**Your assignment:** From the records below, extract only the lines running from the line with "self.counts.remove(&days);" to the line with "if count < best_count", both lines included, reproducing them exactly.

━━━━━ Given information ━━━━━

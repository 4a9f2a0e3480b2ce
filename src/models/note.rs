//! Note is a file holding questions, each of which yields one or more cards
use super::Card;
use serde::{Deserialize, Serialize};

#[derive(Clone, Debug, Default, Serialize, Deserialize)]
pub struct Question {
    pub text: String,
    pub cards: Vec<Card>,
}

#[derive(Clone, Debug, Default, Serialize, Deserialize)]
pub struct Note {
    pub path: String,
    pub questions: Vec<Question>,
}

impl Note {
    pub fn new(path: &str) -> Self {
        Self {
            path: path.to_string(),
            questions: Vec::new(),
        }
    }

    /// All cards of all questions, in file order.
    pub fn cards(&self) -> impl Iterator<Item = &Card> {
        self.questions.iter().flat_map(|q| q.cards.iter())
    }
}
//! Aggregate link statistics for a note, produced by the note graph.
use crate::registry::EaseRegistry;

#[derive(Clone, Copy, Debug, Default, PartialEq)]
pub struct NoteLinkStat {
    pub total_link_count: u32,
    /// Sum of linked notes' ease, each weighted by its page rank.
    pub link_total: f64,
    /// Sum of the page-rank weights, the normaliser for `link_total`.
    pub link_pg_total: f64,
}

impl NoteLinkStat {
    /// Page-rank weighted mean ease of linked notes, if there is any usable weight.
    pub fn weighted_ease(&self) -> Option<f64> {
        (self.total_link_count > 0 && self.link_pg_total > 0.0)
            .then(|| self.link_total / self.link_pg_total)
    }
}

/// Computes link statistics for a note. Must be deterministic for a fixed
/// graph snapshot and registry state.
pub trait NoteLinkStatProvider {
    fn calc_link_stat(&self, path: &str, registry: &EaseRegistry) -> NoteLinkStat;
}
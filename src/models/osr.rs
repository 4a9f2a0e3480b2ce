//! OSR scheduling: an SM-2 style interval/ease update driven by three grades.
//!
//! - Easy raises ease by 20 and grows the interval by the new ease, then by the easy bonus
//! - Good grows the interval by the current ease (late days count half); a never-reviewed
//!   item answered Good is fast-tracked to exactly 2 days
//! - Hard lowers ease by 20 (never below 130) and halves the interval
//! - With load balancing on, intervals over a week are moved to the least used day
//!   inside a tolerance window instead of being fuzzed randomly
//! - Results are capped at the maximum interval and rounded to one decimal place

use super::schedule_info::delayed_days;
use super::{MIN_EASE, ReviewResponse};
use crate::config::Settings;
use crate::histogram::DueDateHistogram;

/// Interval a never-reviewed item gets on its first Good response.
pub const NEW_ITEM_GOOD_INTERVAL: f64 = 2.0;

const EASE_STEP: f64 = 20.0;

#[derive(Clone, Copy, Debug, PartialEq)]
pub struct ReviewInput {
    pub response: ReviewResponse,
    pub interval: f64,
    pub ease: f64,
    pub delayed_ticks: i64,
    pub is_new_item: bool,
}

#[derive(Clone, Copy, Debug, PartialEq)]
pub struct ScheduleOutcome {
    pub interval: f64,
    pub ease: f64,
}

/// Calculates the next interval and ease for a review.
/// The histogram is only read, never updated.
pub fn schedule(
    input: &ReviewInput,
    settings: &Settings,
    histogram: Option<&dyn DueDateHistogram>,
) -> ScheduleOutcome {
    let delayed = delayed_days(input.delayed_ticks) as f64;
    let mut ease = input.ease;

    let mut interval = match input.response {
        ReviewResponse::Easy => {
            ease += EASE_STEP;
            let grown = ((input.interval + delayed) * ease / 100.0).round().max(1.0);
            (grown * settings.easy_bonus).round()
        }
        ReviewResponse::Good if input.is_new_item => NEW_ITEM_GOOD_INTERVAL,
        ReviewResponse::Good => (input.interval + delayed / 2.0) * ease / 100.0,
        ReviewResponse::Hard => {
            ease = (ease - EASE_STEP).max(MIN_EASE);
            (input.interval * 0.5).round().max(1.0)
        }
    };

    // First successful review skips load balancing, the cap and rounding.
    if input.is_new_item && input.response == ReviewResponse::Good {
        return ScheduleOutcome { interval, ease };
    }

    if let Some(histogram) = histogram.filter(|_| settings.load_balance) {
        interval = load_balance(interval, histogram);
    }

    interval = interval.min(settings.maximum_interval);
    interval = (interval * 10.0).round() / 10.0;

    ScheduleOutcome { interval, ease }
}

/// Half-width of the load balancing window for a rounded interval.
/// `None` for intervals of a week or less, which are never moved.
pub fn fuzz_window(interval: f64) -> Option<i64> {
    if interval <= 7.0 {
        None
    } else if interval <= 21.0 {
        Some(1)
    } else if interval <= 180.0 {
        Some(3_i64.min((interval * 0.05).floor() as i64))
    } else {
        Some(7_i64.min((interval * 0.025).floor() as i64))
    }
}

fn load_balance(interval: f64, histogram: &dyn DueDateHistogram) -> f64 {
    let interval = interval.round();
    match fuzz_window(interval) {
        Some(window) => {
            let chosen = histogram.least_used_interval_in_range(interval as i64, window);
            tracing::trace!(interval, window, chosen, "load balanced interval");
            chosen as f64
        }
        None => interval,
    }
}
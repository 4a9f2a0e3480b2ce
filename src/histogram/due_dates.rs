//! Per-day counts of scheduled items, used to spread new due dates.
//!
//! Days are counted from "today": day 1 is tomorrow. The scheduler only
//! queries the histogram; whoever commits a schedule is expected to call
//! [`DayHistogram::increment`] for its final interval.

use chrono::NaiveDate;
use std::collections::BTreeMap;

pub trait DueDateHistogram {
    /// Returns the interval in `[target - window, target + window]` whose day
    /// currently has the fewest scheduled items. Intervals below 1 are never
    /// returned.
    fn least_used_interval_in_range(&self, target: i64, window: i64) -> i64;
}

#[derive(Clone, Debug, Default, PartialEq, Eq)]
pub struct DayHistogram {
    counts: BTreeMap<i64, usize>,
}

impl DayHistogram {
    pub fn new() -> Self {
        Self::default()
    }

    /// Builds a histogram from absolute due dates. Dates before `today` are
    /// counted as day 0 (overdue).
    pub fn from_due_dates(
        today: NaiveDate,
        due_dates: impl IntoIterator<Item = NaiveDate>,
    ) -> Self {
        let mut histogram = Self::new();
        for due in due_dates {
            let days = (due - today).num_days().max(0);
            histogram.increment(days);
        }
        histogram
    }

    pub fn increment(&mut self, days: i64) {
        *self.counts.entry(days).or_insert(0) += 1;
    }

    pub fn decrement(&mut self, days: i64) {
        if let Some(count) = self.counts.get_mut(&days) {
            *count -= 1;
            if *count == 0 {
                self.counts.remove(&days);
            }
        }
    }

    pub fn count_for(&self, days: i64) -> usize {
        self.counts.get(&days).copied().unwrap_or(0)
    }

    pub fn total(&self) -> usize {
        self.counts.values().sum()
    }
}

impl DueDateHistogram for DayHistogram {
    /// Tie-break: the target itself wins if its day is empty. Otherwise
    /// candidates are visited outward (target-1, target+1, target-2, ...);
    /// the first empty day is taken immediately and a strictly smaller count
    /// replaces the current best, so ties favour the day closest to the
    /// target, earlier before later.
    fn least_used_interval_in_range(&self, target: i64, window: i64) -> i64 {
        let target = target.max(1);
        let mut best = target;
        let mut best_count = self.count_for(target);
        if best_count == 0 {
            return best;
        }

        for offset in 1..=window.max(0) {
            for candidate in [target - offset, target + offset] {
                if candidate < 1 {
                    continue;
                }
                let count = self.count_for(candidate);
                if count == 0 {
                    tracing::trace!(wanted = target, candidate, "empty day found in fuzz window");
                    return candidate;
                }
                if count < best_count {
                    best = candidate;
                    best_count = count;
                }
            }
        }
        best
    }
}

━━━━━
━━━━━ Given information ━━━━━

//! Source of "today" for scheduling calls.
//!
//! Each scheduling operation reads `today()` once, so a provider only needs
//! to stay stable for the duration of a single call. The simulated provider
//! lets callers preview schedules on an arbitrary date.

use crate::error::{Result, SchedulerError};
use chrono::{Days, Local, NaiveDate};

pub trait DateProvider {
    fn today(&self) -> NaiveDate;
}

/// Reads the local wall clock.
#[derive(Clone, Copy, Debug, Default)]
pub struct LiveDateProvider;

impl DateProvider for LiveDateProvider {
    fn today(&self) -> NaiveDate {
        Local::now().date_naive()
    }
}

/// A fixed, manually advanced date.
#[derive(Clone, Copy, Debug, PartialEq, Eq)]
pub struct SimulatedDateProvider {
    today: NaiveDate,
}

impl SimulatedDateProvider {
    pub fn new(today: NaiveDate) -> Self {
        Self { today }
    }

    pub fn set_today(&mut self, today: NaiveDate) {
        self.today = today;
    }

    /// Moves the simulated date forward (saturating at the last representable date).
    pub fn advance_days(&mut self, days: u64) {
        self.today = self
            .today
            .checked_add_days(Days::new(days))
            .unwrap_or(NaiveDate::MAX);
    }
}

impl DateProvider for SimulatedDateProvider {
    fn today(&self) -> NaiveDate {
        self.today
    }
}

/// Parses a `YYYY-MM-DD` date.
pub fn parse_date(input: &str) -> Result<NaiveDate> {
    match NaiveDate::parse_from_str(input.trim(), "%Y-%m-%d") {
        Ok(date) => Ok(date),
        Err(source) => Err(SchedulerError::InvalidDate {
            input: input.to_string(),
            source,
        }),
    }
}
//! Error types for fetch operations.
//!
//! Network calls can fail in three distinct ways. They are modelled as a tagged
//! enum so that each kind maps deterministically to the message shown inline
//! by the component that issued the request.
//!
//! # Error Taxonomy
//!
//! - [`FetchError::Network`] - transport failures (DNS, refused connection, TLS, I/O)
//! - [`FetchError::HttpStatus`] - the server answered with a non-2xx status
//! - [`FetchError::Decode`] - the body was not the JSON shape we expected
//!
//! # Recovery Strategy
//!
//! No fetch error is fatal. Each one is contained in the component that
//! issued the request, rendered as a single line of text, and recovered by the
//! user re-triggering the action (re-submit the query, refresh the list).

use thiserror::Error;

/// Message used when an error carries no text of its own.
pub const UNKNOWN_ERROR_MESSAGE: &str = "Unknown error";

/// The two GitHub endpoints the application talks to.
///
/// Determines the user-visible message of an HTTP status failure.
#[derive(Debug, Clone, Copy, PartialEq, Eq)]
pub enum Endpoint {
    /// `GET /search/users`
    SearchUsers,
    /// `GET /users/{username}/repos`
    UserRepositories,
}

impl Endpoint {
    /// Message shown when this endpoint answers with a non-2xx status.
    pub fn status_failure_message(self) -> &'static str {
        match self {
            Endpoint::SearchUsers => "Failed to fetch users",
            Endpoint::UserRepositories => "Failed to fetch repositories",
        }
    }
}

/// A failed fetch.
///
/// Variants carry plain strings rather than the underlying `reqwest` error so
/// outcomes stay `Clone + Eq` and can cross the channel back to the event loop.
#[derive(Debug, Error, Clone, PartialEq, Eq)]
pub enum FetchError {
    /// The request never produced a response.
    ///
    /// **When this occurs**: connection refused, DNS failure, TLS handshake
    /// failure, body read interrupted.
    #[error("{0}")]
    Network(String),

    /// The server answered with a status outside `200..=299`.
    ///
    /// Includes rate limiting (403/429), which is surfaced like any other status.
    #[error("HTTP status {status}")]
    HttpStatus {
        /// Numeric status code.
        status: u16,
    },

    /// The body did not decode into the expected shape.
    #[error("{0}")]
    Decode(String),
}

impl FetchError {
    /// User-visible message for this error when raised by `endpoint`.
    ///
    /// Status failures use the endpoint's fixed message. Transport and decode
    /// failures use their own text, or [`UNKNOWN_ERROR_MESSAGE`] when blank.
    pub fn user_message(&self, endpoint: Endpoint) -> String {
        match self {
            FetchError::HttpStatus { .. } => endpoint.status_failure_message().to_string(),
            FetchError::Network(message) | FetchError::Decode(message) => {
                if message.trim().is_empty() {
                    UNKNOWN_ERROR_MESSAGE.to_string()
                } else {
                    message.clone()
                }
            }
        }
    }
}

━━━━━

**Answer box:**
                self.counts.remove(&days);
            }
        }
    }

    pub fn count_for(&self, days: i64) -> usize {
        self.counts.get(&days).copied().unwrap_or(0)
    }

    pub fn total(&self) -> usize {
        self.counts.values().sum()
    }
}

impl DueDateHistogram for DayHistogram {
    /// Tie-break: the target itself wins if its day is empty. Otherwise
    /// candidates are visited outward (target-1, target+1, target-2, ...);
    /// the first empty day is taken immediately and a strictly smaller count
    /// replaces the current best, so ties favour the day closest to the
    /// target, earlier before later.
    fn least_used_interval_in_range(&self, target: i64, window: i64) -> i64 {
        let target = target.max(1);
        let mut best = target;
        let mut best_count = self.count_for(target);
        if best_count == 0 {
            return best;
        }

        for offset in 1..=window.max(0) {
            for candidate in [target - offset, target + offset] {
                if candidate < 1 {
                    continue;
                }
                let count = self.count_for(candidate);
                if count == 0 {
                    tracing::trace!(wanted = target, candidate, "empty day found in fuzz window");
                    return candidate;
                }
                if count < best_count {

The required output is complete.